[Opening Entries shown section]

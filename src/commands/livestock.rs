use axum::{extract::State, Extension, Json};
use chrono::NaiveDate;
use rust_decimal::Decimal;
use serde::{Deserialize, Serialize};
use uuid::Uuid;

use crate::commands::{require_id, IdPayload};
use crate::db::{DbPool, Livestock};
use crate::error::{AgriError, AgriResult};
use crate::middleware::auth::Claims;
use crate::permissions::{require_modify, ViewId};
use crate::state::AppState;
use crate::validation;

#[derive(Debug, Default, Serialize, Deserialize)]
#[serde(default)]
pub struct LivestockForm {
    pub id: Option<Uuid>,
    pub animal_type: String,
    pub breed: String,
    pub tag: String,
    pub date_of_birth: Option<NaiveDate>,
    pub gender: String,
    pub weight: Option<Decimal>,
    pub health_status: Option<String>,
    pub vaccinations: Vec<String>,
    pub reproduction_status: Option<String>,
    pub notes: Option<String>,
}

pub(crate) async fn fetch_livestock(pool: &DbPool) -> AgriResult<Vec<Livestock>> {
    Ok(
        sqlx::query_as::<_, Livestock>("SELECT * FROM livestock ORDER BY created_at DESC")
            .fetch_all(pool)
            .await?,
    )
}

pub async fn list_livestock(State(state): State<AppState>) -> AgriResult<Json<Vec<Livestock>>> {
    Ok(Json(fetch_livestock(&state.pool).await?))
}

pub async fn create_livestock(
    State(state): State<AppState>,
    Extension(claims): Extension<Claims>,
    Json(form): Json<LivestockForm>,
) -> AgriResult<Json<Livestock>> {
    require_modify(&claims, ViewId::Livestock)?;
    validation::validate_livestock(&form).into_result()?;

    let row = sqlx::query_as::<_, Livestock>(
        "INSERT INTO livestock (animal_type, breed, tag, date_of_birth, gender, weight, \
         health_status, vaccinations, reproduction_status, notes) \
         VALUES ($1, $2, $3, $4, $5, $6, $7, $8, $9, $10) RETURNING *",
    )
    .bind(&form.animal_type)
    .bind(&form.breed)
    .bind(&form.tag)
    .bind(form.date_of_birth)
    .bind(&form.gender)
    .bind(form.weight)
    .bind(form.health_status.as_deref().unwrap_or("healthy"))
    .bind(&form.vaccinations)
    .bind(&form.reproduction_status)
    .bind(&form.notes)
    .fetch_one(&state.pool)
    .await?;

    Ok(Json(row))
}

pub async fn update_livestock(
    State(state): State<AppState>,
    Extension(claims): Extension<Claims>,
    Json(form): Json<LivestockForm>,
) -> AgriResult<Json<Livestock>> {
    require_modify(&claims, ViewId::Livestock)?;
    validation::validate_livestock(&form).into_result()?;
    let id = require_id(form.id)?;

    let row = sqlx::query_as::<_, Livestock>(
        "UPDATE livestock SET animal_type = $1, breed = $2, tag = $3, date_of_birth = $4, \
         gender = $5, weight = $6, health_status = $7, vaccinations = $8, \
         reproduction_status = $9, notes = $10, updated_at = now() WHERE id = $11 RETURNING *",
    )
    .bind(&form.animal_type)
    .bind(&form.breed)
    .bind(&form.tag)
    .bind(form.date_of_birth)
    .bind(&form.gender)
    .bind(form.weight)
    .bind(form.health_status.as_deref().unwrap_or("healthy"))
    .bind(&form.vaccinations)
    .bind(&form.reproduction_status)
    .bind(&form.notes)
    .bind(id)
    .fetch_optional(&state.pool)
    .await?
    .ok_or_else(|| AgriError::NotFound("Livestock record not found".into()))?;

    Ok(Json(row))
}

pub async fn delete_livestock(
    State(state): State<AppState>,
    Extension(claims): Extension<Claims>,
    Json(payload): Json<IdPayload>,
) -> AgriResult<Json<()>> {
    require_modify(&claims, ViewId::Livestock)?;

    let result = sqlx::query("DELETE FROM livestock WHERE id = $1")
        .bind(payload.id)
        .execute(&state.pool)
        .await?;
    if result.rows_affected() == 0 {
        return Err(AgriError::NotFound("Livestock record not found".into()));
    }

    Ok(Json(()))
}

[Closing Entries shown section]

Instructions for the task: Repeat every entry exactly, please.

Task result:
filename src/commands/livestock.rs
use axum::{extract::State, Extension, Json};
use chrono::NaiveDate;
use rust_decimal::Decimal;
use serde::{Deserialize, Serialize};
use uuid::Uuid;

use crate::commands::{require_id, IdPayload};
use crate::db::{DbPool, Livestock};
use crate::error::{AgriError, AgriResult};
use crate::middleware::auth::Claims;
use crate::permissions::{require_modify, ViewId};
use crate::state::AppState;
use crate::validation;

#[derive(Debug, Default, Serialize, Deserialize)]
#[serde(default)]
pub struct LivestockForm {
    pub id: Option<Uuid>,
    pub animal_type: String,
    pub breed: String,
    pub tag: String,
    pub date_of_birth: Option<NaiveDate>,
    pub gender: String,
    pub weight: Option<Decimal>,
    pub health_status: Option<String>,
    pub vaccinations: Vec<String>,
    pub reproduction_status: Option<String>,
    pub notes: Option<String>,
}

pub(crate) async fn fetch_livestock(pool: &DbPool) -> AgriResult<Vec<Livestock>> {
    Ok(
        sqlx::query_as::<_, Livestock>("SELECT * FROM livestock ORDER BY created_at DESC")
            .fetch_all(pool)
            .await?,
    )
}

pub async fn list_livestock(State(state): State<AppState>) -> AgriResult<Json<Vec<Livestock>>> {
    Ok(Json(fetch_livestock(&state.pool).await?))
}

pub async fn create_livestock(
    State(state): State<AppState>,
    Extension(claims): Extension<Claims>,
    Json(form): Json<LivestockForm>,
) -> AgriResult<Json<Livestock>> {
    require_modify(&claims, ViewId::Livestock)?;
    validation::validate_livestock(&form).into_result()?;

    let row = sqlx::query_as::<_, Livestock>(
        "INSERT INTO livestock (animal_type, breed, tag, date_of_birth, gender, weight, \
         health_status, vaccinations, reproduction_status, notes) \
         VALUES ($1, $2, $3, $4, $5, $6, $7, $8, $9, $10) RETURNING *",
    )
    .bind(&form.animal_type)
    .bind(&form.breed)
    .bind(&form.tag)
    .bind(form.date_of_birth)
    .bind(&form.gender)
    .bind(form.weight)
    .bind(form.health_status.as_deref().unwrap_or("healthy"))
    .bind(&form.vaccinations)
    .bind(&form.reproduction_status)
    .bind(&form.notes)
    .fetch_one(&state.pool)
    .await?;

    Ok(Json(row))
}

pub async fn update_livestock(
    State(state): State<AppState>,
    Extension(claims): Extension<Claims>,
    Json(form): Json<LivestockForm>,
) -> AgriResult<Json<Livestock>> {
    require_modify(&claims, ViewId::Livestock)?;
    validation::validate_livestock(&form).into_result()?;
    let id = require_id(form.id)?;

    let row = sqlx::query_as::<_, Livestock>(
        "UPDATE livestock SET animal_type = $1, breed = $2, tag = $3, date_of_birth = $4, \
         gender = $5, weight = $6, health_status = $7, vaccinations = $8, \
         reproduction_status = $9, notes = $10, updated_at = now() WHERE id = $11 RETURNING *",
    )
    .bind(&form.animal_type)
    .bind(&form.breed)
    .bind(&form.tag)
    .bind(form.date_of_birth)
    .bind(&form.gender)
    .bind(form.weight)
    .bind(form.health_status.as_deref().unwrap_or("healthy"))
    .bind(&form.vaccinations)
    .bind(&form.reproduction_status)
    .bind(&form.notes)
    .bind(id)
    .fetch_optional(&state.pool)
    .await?
    .ok_or_else(|| AgriError::NotFound("Livestock record not found".into()))?;

    Ok(Json(row))
}

pub async fn delete_livestock(
    State(state): State<AppState>,
    Extension(claims): Extension<Claims>,
    Json(payload): Json<IdPayload>,
) -> AgriResult<Json<()>> {
    require_modify(&claims, ViewId::Livestock)?;

    let result = sqlx::query("DELETE FROM livestock WHERE id = $1")
        .bind(payload.id)
        .execute(&state.pool)
        .await?;
    if result.rows_affected() == 0 {
        return Err(AgriError::NotFound("Livestock record not found".into()));
    }

    Ok(Json(()))
}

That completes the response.